▸ Data listing:
'''

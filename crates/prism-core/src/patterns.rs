//! Placeholder token pattern.
//!
//! A placeholder is `${path}` where `path` is one or more identifier segments
//! joined by dots. Anything else containing `$` or braces is plain text.

use lazy_static::lazy_static;
use regex::Regex;

lazy_static! {
    /// `${user.experience}`; whitespace inside the braces is tolerated.
    /// Capture group 1 is the dotted path.
    pub static ref PLACEHOLDER_PATTERN: Regex = Regex::new(
        r"\$\{\s*([A-Za-z_][A-Za-z0-9_-]*(?:\.[A-Za-z0-9_-]+)*)\s*\}"
    ).unwrap();
}

/// Dotted paths of every placeholder in `text`, in order of appearance.
pub fn placeholder_paths(text: &str) -> Vec<&str> {
    PLACEHOLDER_PATTERN
        .captures_iter(text)
        .filter_map(|caps| caps.get(1).map(|m| m.as_str()))
        .collect()
}

/// Check if text contains any placeholder.
pub fn contains_placeholder(text: &str) -> bool {
    PLACEHOLDER_PATTERN.is_match(text)
}
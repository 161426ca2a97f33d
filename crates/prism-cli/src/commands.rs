//! Command implementations.
//!
//! Every failure is routed through the shared [`ErrorHandler`]; its callback
//! prints the recovery message, so commands only decide the exit code.

use anyhow::{bail, Context, Result};
use serde_json::{json, Value};
use std::fs;
use std::path::Path;
use std::process::ExitCode;

use prism_core::{
    process_template, validate_template, PromptLibrary, TemplateError, VarMap, Variable,
    VariableSet,
};
use prism_runtime::{handle_error, ErrorHandler, ErrorKind, ResilienceConfig};

use crate::cli::{Cli, Command, HealthArgs, RenderArgs, ValidateArgs};

pub fn dispatch(cli: Cli) -> Result<ExitCode> {
    let config = match &cli.config {
        Some(path) => ResilienceConfig::from_yaml_file(path)
            .with_context(|| format!("loading config {}", path.display()))?,
        None => ResilienceConfig::default(),
    };
    let handler = ErrorHandler::new(config);
    handler.on_error(|event| {
        let strategy = handle_error(event.kind, &event.context);
        eprintln!("{}", strategy.error_message);
    });

    match cli.command {
        Command::Validate(args) => validate(&handler, args),
        Command::Render(args) => render(&handler, args),
        Command::Health(args) => health(&handler, args),
    }
}

fn validate(handler: &ErrorHandler, args: ValidateArgs) -> Result<ExitCode> {
    let Some(library) = load_library(handler, &args.library) else {
        return Ok(ExitCode::FAILURE);
    };

    let mut invalid = 0;
    for template in library.iter() {
        let result = validate_template(template.template.as_ref());
        let mark = if result.is_valid { "ok" } else { "FAIL" };
        println!("{:<4} {} ({})", mark, template.id, template.category);
        for error in &result.errors {
            println!("       error: {}", error);
        }
        for warning in &result.warnings {
            println!("       warning: {}", warning);
        }
        if !result.is_valid {
            invalid += 1;
        }
    }

    println!("{} template(s), {} invalid", library.len(), invalid);
    Ok(if invalid == 0 {
        ExitCode::SUCCESS
    } else {
        ExitCode::FAILURE
    })
}

fn render(handler: &ErrorHandler, args: RenderArgs) -> Result<ExitCode> {
    let Some(library) = load_library(handler, &args.library) else {
        return Ok(ExitCode::FAILURE);
    };

    let variables = match &args.vars {
        Some(path) => {
            let vars = handler.with_error_handling(
                ErrorKind::Validation,
                &json!({ "details": format!("unreadable variables file {}", path.display()) }),
                || read_variables(path),
            );
            match vars {
                Some(vars) => vars,
                None => return Ok(ExitCode::FAILURE),
            }
        }
        None => VariableSet::new(),
    };
    for assignment in &args.var {
        apply_assignment(&variables, assignment)?;
    }

    match library.resolve(&args.id, &variables) {
        Ok(payload) => {
            let unresolved = payload.unresolved_placeholders();
            if !unresolved.is_empty() {
                tracing::warn!(template_id = %payload.template_id, ?unresolved, "Unresolved placeholders");
            }
            println!("{}", serde_json::to_string_pretty(&payload)?);
            Ok(ExitCode::SUCCESS)
        }
        Err(err) => {
            report(handler, &err);
            Ok(ExitCode::FAILURE)
        }
    }
}

fn health(handler: &ErrorHandler, args: HealthArgs) -> Result<ExitCode> {
    let Some(library) = load_library(handler, &args.library) else {
        return Ok(ExitCode::FAILURE);
    };

    let empty = VariableSet::new();
    for template in library.iter() {
        if let Err(err) = process_template(template, &empty) {
            report(handler, &err);
        }
    }

    let assessment = handler.validate_recovery_capabilities();
    let stats: Vec<Value> = handler
        .get_error_stats()
        .iter()
        .filter(|(_, stats)| stats.count > 0)
        .map(|(kind, stats)| {
            json!({
                "kind": kind,
                "count": stats.count,
                "frequent": handler.is_error_frequent(kind),
                "last_occurred": stats.last_occurred,
            })
        })
        .collect();

    println!(
        "{}",
        serde_json::to_string_pretty(&json!({
            "templates": library.len(),
            "errors": stats,
            "recovery": assessment,
        }))?
    );
    Ok(if assessment.can_recover {
        ExitCode::SUCCESS
    } else {
        ExitCode::FAILURE
    })
}

fn load_library(handler: &ErrorHandler, path: &Path) -> Option<PromptLibrary> {
    match PromptLibrary::from_file(path) {
        Ok(library) => Some(library),
        Err(err) => {
            report(handler, &err);
            None
        }
    }
}

fn read_variables(path: &Path) -> Result<VariableSet> {
    let contents = fs::read_to_string(path)?;
    Ok(VariableSet::from_json_str(&contents)?)
}

/// Route a template failure through the handler.
fn report(handler: &ErrorHandler, err: &TemplateError) {
    let (kind, context) = classify(err);
    handler.log_error(kind, err.to_string(), &context);
}

/// Map a template failure to an error kind plus the context its recovery
/// message reads.
fn classify(err: &TemplateError) -> (ErrorKind, Value) {
    match err {
        TemplateError::InvalidTemplate {
            template_id,
            errors,
        } => (
            ErrorKind::TemplateParse,
            json!({ "template_id": template_id, "errors": errors }),
        ),
        TemplateError::SchemaError(errors) => {
            (ErrorKind::TemplateParse, json!({ "errors": errors }))
        }
        TemplateError::YamlError(_) | TemplateError::JsonError(_) => (
            ErrorKind::TemplateParse,
            json!({ "details": err.to_string() }),
        ),
        TemplateError::NotFound { id, available } => (
            ErrorKind::PromptNotFound,
            json!({ "prompt_id": id, "available_prompts": available }),
        ),
        TemplateError::InvalidVariables(details) => {
            (ErrorKind::Validation, json!({ "details": details }))
        }
        TemplateError::DuplicateId(id) => (
            ErrorKind::Validation,
            json!({ "details": format!("duplicate template id '{}'", id) }),
        ),
        TemplateError::IoError(_) => (ErrorKind::Unknown, json!({ "details": err.to_string() })),
    }
}

/// Apply `path=value`, creating intermediate maps for dotted paths.
fn apply_assignment(variables: &VariableSet, assignment: &str) -> Result<()> {
    let Some((path, value)) = assignment.split_once('=') else {
        bail!("expected PATH=VALUE, got '{}'", assignment);
    };
    let segments: Vec<&str> = path.split('.').collect();
    if segments.iter().any(|s| s.is_empty()) {
        bail!("invalid variable path '{}'", path);
    }

    let (leaf, parents) = match segments.split_last() {
        Some(split) => split,
        None => bail!("invalid variable path '{}'", path),
    };
    let mut current = variables.root().clone();
    for segment in parents {
        current = match current.get(segment) {
            Some(Variable::Map(map)) => map,
            _ => {
                let map = VarMap::new();
                current.insert(*segment, map.clone());
                map
            }
        };
    }
    current.insert(*leaf, value);
    Ok(())
}

#[cfg(test)]
mod tests {
    use super::*;
    use prism_core::substitute_variables;

    #[test]
    fn test_classify_not_found() {
        let err = TemplateError::NotFound {
            id: "refactor".to_string(),
            available: vec!["code-review".to_string()],
        };
        let (kind, context) = classify(&err);
        assert_eq!(kind, ErrorKind::PromptNotFound);
        assert_eq!(
            handle_error(kind, &context).error_message,
            "Prompt 'refactor' not found. Available prompts: code-review"
        );
    }

    #[test]
    fn test_classify_invalid_template() {
        let err = TemplateError::InvalidTemplate {
            template_id: "broken".to_string(),
            errors: vec!["Template must have a non-empty task".to_string()],
        };
        let (kind, context) = classify(&err);
        assert_eq!(kind, ErrorKind::TemplateParse);
        assert!(handle_error(kind, &context).error_message.contains("'broken'"));
    }

    #[test]
    fn test_apply_dotted_assignment() {
        let vars = VariableSet::new();
        apply_assignment(&vars, "user.experience=senior").unwrap();
        apply_assignment(&vars, "user.name=Ada").unwrap();
        apply_assignment(&vars, "language=rust").unwrap();

        assert_eq!(
            substitute_variables("${user.name} (${user.experience}) ${language}", &vars),
            "Ada (senior) rust"
        );
    }

    #[test]
    fn test_apply_assignment_rejects_bad_input() {
        let vars = VariableSet::new();
        assert!(apply_assignment(&vars, "no-equals").is_err());
        assert!(apply_assignment(&vars, "a..b=1").is_err());
    }

    #[test]
    fn test_report_records_event() {
        let handler = ErrorHandler::default();
        report(&handler, &TemplateError::DuplicateId("x".to_string()));
        assert_eq!(handler.error_count(ErrorKind::Validation), 1);
    }
}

'''

Begin at the first line of the entries above and copy every line exactly, ending with the line that contains "use regex::Regex;".

filename crates/prism-core/src/patterns.rs
//! Placeholder token pattern.
//!
//! A placeholder is `${path}` where `path` is one or more identifier segments
//! joined by dots. Anything else containing `$` or braces is plain text.

use lazy_static::lazy_static;
use regex::Regex;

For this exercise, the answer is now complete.